_Instructions to follow:_
Line by line, copy the records below exactly.

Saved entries
______

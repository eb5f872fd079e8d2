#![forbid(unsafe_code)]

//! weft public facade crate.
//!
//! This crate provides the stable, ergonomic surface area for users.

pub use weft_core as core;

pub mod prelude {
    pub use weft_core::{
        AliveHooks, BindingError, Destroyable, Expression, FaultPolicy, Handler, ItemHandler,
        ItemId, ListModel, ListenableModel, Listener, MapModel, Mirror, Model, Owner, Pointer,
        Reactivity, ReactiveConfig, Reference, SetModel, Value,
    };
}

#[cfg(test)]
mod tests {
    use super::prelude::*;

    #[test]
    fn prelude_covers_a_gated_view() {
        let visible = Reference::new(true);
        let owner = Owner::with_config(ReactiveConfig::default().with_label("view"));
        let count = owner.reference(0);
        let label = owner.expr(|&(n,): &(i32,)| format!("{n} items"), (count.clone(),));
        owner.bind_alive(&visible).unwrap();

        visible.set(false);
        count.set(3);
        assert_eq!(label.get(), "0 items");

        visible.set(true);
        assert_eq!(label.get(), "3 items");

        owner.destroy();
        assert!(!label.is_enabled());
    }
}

______

_Response to this exercise:_
repository eb5f872fd079e8d2
#![forbid(unsafe_code)]

//! weft public facade crate.
//!
//! This crate provides the stable, ergonomic surface area for users.

pub use weft_core as core;

pub mod prelude {
    pub use weft_core::{
        AliveHooks, BindingError, Destroyable, Expression, FaultPolicy, Handler, ItemHandler,
        ItemId, ListModel, ListenableModel, Listener, MapModel, Mirror, Model, Owner, Pointer,
        Reactivity, ReactiveConfig, Reference, SetModel, Value,
    };
}

#[cfg(test)]
mod tests {
    use super::prelude::*;

    #[test]
    fn prelude_covers_a_gated_view() {
        let visible = Reference::new(true);
        let owner = Owner::with_config(ReactiveConfig::default().with_label("view"));
        let count = owner.reference(0);
        let label = owner.expr(|&(n,): &(i32,)| format!("{n} items"), (count.clone(),));
        owner.bind_alive(&visible).unwrap();

        visible.set(false);
        count.set(3);
        assert_eq!(label.get(), "0 items");

        visible.set(true);
        assert_eq!(label.get(), "3 items");

        owner.destroy();
        assert!(!label.is_enabled());
    }
}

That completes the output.